Extracted information:
Segment Open

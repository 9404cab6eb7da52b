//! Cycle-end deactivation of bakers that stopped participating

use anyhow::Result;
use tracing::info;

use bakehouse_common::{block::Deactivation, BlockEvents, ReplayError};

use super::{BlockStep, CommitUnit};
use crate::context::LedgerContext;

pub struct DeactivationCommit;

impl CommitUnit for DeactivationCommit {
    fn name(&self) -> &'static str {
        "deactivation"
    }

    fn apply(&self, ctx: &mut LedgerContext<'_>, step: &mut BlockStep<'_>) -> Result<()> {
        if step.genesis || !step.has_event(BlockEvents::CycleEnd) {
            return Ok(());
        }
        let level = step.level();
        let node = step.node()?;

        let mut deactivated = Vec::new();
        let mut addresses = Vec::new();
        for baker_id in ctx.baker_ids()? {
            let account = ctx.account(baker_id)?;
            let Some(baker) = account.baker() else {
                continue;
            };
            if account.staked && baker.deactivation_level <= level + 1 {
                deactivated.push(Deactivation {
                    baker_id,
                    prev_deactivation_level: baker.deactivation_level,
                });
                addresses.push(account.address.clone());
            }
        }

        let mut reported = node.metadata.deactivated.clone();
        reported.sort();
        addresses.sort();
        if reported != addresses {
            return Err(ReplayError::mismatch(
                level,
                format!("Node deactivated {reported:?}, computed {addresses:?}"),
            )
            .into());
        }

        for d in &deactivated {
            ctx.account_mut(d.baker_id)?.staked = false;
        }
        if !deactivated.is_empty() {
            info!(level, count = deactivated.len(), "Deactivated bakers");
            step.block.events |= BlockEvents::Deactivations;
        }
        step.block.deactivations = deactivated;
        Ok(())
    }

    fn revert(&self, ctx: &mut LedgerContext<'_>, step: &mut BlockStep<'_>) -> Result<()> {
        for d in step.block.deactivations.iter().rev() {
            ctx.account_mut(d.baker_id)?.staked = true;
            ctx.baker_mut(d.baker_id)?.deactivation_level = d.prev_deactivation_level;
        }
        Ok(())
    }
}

Segment Closed
Segment Open

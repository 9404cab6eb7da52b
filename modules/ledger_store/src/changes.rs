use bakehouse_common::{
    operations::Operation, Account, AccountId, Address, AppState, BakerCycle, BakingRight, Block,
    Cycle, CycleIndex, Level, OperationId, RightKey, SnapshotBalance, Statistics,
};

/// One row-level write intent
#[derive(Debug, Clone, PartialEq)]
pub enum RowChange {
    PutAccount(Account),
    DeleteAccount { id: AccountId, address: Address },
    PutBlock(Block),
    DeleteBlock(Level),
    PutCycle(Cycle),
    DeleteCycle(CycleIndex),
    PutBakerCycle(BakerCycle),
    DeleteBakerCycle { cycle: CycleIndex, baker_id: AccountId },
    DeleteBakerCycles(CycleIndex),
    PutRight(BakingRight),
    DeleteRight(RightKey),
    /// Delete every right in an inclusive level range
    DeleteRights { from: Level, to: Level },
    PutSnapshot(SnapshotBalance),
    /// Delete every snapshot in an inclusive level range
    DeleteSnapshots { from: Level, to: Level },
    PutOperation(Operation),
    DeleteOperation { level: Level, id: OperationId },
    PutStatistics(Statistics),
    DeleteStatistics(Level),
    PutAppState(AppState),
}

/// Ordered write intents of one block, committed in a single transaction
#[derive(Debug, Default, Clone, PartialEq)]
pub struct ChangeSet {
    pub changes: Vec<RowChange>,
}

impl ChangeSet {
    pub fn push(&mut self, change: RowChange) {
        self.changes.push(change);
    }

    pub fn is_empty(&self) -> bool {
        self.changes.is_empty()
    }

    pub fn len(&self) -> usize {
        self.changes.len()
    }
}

Segment Closed

Problem: Beginning with the line above that contains "pub struct DeactivationCommit;", copy each line exactly up to and including the line that contains "fn apply(&self, ctx: &mut", and go no further.

Final answer:
pub struct DeactivationCommit;

impl CommitUnit for DeactivationCommit {
    fn name(&self) -> &'static str {
        "deactivation"
    }

    fn apply(&self, ctx: &mut LedgerContext<'_>, step: &mut BlockStep<'_>) -> Result<()> {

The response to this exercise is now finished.